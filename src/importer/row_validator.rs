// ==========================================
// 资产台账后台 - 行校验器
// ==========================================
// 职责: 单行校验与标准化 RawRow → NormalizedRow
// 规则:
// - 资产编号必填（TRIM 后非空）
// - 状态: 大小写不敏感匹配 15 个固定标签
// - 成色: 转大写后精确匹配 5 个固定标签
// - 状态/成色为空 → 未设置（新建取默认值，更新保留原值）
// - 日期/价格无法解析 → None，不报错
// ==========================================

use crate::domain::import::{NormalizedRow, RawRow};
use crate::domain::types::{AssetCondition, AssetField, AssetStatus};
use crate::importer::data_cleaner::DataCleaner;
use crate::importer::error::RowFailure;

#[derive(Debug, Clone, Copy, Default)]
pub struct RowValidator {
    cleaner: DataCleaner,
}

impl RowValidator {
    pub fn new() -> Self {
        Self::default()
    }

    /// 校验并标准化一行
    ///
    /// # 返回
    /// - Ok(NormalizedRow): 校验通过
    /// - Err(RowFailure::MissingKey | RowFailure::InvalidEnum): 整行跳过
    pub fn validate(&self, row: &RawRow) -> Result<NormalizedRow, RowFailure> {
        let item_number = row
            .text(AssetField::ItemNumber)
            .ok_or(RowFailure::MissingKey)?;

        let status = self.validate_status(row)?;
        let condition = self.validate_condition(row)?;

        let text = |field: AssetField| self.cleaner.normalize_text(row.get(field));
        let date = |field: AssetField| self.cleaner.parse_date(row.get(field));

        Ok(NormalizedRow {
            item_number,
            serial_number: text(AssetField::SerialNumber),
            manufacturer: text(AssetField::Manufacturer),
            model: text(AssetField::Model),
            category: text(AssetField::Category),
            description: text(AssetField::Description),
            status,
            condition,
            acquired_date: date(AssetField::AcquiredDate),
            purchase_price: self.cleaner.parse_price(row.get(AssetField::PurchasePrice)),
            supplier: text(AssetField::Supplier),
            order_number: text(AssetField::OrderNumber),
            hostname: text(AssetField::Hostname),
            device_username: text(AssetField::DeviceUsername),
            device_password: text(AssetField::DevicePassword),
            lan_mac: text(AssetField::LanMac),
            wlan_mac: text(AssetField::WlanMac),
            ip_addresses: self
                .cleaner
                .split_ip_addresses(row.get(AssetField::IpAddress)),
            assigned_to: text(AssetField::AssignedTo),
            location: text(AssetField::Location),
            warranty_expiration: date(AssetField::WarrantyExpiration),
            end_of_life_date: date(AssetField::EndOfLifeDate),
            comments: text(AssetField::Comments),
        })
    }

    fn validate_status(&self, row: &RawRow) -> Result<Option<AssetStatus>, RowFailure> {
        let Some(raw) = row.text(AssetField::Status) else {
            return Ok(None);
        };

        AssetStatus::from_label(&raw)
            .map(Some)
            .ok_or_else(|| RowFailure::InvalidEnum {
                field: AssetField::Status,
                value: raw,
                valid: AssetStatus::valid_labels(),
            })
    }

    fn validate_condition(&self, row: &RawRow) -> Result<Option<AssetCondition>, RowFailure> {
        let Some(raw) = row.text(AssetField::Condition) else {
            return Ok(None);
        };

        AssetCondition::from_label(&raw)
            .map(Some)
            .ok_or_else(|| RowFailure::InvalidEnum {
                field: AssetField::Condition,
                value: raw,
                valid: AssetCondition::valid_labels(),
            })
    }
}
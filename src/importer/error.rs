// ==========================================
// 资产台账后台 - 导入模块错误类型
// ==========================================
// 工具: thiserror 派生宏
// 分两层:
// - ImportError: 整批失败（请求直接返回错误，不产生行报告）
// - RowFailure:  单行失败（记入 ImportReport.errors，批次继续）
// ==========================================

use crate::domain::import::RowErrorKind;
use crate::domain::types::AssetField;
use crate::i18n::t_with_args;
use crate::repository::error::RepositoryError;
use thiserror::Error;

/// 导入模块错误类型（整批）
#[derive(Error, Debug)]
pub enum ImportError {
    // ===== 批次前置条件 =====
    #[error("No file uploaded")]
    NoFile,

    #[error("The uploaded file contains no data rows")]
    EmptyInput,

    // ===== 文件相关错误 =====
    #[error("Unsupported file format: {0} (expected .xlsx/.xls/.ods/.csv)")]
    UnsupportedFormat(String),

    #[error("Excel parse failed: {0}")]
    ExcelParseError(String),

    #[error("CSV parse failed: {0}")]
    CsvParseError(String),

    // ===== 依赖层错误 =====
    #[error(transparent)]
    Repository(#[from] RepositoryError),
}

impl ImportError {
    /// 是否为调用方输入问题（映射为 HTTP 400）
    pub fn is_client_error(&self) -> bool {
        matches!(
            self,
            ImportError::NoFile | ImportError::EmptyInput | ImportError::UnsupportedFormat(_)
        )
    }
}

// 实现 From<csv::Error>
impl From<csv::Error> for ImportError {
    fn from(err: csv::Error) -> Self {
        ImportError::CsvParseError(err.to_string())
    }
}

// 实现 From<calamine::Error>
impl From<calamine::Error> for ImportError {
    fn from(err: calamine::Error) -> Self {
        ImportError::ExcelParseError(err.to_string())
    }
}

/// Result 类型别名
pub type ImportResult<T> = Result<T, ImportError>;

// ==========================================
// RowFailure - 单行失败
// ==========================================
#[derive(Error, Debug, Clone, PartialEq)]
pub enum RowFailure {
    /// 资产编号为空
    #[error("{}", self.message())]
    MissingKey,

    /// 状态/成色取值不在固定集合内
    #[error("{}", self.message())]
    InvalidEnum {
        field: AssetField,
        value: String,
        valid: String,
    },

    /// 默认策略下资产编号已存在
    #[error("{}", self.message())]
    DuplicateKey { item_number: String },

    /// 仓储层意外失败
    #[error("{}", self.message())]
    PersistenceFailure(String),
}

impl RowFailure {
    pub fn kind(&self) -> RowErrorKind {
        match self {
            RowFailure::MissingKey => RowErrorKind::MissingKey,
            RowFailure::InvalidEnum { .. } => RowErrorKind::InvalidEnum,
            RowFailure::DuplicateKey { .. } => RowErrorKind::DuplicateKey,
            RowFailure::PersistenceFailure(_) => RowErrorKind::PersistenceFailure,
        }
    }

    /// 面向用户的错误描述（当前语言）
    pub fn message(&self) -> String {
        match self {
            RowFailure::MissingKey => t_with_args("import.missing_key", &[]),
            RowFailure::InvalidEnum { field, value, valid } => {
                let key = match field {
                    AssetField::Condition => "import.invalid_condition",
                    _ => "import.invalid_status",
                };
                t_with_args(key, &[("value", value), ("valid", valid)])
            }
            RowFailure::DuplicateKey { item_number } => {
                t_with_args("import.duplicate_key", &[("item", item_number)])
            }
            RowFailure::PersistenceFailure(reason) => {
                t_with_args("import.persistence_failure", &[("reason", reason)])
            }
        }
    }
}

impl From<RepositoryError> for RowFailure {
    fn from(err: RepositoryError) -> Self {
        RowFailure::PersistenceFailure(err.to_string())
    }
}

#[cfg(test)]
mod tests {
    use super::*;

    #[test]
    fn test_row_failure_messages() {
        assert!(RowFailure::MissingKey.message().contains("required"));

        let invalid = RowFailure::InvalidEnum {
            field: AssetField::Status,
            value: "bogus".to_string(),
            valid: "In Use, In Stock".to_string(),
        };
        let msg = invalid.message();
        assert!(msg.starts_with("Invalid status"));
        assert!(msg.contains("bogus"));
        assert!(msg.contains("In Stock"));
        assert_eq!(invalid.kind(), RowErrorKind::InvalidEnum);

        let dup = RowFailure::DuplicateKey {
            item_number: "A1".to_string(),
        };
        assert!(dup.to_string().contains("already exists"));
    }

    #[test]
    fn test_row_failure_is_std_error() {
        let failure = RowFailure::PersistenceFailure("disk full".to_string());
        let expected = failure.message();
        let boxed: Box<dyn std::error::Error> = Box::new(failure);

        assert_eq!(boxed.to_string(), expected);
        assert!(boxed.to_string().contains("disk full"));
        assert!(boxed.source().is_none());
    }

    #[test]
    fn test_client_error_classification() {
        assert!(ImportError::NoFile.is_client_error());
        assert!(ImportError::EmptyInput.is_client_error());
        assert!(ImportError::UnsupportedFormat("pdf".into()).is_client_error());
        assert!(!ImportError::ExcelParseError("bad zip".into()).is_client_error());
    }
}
...
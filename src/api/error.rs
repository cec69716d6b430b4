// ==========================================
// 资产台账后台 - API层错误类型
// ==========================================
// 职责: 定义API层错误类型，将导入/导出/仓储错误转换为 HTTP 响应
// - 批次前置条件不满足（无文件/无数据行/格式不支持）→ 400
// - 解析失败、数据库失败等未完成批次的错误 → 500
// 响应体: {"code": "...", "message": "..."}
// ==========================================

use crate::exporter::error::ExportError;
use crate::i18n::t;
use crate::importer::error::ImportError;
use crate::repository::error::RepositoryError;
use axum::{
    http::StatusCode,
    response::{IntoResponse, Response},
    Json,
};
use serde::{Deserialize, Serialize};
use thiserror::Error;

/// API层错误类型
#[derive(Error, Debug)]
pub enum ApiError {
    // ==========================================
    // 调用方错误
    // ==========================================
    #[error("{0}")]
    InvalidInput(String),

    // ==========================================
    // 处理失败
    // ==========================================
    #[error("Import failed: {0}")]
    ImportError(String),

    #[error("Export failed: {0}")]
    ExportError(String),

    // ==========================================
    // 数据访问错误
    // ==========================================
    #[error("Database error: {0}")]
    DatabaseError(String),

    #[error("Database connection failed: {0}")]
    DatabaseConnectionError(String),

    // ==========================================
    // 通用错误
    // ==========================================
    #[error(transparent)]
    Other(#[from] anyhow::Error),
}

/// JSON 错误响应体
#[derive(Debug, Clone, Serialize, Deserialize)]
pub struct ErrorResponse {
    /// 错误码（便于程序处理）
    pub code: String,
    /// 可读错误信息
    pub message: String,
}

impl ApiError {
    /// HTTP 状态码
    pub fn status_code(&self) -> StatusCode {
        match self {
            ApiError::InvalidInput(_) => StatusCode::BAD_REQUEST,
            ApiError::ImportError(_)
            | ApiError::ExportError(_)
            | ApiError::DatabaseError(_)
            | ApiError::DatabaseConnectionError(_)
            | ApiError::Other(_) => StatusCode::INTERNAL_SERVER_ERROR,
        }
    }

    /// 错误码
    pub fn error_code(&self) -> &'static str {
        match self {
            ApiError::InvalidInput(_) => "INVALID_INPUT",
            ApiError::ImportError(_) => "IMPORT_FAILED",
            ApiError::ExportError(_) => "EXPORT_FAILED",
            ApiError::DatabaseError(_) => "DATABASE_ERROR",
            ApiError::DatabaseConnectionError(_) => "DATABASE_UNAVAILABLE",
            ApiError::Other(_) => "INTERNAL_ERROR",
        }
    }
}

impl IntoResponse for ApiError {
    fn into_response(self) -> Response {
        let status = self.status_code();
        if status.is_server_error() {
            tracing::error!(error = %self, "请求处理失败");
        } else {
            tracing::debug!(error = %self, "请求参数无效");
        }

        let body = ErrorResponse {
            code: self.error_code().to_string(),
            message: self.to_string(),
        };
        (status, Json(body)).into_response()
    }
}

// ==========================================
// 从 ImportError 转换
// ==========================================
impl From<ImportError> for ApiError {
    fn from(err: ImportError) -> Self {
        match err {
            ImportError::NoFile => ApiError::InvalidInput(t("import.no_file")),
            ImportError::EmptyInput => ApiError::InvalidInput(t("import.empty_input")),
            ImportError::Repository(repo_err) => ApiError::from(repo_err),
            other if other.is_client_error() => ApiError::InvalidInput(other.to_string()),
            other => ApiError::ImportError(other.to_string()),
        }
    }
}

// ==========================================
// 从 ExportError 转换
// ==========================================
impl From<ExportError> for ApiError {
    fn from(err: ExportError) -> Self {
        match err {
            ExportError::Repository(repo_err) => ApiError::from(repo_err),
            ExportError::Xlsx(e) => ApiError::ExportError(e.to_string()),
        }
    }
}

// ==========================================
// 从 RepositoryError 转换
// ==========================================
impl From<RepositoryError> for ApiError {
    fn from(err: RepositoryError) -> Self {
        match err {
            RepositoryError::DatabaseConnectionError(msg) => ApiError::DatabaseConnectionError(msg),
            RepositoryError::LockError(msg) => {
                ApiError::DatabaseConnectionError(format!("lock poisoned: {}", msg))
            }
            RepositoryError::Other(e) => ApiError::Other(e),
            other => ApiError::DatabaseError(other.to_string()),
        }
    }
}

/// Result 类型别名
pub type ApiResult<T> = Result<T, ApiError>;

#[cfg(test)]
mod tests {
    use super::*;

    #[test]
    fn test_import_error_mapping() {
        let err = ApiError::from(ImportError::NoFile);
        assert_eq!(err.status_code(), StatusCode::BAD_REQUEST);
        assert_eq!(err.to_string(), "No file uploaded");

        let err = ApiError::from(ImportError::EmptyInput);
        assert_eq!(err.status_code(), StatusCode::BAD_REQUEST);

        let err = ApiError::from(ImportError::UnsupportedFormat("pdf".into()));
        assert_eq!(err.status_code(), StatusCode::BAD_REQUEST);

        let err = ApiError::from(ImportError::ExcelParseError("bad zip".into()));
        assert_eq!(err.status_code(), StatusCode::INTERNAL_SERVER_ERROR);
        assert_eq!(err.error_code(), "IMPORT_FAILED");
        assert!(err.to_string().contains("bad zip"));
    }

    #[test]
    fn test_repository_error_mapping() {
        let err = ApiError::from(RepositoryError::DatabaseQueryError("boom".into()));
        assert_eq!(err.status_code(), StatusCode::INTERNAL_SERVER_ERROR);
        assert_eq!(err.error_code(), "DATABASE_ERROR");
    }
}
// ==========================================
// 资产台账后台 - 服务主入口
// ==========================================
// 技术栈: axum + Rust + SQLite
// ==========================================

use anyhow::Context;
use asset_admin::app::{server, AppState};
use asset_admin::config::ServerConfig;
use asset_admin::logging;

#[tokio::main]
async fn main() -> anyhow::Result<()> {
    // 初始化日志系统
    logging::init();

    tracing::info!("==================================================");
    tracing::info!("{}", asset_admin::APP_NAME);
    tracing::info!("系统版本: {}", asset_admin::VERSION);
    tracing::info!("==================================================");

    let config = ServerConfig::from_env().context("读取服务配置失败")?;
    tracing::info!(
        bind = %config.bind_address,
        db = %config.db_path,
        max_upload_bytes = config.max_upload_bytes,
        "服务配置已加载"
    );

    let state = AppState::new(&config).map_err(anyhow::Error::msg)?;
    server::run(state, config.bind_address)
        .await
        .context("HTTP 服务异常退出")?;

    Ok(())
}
...
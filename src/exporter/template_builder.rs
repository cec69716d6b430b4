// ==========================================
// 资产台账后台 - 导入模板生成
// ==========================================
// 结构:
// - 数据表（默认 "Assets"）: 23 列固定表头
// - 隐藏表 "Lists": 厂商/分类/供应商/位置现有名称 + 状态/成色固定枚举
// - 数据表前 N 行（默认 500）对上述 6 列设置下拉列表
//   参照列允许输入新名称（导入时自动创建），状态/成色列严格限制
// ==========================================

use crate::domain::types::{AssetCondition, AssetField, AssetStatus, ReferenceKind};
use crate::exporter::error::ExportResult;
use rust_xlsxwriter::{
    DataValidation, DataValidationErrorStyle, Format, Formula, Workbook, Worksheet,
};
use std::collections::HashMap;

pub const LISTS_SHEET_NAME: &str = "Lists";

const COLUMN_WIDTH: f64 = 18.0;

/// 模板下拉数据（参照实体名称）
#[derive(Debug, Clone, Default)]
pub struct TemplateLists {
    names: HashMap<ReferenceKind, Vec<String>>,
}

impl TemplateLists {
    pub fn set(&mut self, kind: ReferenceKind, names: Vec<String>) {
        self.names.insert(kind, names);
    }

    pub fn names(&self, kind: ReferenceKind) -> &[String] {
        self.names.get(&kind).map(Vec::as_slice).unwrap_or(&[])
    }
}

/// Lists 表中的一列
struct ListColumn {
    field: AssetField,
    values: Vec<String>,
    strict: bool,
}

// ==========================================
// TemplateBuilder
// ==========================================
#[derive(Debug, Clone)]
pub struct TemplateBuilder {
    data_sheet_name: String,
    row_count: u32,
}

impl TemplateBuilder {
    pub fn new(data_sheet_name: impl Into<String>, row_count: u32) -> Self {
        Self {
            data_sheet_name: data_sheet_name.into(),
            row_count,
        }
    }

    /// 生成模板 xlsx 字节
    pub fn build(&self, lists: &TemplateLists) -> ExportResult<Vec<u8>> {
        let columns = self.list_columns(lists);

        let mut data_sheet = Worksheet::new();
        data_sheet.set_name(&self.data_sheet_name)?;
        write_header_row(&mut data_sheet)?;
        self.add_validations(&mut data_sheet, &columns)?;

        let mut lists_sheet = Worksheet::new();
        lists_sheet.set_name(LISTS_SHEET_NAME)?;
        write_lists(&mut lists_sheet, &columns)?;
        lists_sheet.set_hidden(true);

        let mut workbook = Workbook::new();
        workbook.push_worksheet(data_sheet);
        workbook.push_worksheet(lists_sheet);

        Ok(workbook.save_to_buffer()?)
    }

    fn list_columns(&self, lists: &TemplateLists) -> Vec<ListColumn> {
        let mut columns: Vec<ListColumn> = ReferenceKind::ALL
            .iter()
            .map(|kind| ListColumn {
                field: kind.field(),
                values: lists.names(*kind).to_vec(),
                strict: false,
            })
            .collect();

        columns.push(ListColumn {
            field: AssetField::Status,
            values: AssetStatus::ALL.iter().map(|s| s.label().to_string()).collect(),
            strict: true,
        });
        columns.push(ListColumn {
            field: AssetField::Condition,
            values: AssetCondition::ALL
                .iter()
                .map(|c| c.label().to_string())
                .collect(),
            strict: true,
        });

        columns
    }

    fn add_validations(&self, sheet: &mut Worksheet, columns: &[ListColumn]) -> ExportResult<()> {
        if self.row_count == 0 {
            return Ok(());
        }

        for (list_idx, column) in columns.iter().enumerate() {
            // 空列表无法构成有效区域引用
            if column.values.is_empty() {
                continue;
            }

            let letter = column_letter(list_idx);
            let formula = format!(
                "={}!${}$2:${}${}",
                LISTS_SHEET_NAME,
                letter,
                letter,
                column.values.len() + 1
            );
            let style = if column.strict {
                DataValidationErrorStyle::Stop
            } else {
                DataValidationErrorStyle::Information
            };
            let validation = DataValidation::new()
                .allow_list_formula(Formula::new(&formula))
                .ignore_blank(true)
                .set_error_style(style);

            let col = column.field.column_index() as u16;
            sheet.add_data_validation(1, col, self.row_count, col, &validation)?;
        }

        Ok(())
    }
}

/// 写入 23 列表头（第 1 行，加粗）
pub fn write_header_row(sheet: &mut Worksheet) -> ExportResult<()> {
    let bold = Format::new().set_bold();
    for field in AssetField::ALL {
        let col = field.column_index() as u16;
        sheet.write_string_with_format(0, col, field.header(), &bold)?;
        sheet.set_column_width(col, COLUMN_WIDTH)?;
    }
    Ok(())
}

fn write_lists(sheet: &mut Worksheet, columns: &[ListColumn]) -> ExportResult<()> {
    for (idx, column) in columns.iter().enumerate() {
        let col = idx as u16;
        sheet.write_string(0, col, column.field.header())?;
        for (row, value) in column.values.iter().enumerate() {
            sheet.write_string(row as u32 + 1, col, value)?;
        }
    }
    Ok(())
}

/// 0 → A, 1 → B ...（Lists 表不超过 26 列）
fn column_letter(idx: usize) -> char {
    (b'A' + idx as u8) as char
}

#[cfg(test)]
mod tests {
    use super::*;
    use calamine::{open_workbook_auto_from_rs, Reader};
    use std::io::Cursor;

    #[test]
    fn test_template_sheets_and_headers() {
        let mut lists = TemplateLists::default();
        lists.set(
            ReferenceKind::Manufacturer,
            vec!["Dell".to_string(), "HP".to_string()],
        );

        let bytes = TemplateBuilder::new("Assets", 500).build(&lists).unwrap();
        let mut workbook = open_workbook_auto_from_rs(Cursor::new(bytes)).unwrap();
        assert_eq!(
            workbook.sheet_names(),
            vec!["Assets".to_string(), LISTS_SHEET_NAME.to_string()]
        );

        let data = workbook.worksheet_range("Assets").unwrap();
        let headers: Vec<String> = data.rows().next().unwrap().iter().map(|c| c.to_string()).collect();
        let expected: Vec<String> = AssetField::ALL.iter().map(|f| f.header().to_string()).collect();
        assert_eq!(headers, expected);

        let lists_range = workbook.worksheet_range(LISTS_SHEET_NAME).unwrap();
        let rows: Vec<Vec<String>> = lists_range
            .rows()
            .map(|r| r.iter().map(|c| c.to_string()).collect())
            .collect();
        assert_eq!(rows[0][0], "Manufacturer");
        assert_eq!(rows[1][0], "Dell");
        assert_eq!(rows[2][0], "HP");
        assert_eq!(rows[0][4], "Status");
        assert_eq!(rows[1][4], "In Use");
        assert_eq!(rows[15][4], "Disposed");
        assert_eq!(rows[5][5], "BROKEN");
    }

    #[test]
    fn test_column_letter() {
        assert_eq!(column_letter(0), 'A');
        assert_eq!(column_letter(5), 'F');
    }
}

* _AIM OF THE EXERCISE_
Go to the line in the material above that contains "let col = column.field.column_index()" and copy exactly from there through the line that contains "let col = field.column_index()", stopping after it.

* _TASK RESULT_
            let col = column.field.column_index() as u16;
            sheet.add_data_validation(1, col, self.row_count, col, &validation)?;
        }

        Ok(())
    }
}

/// 写入 23 列表头（第 1 行，加粗）
pub fn write_header_row(sheet: &mut Worksheet) -> ExportResult<()> {
    let bold = Format::new().set_bold();
    for field in AssetField::ALL {
        let col = field.column_index() as u16;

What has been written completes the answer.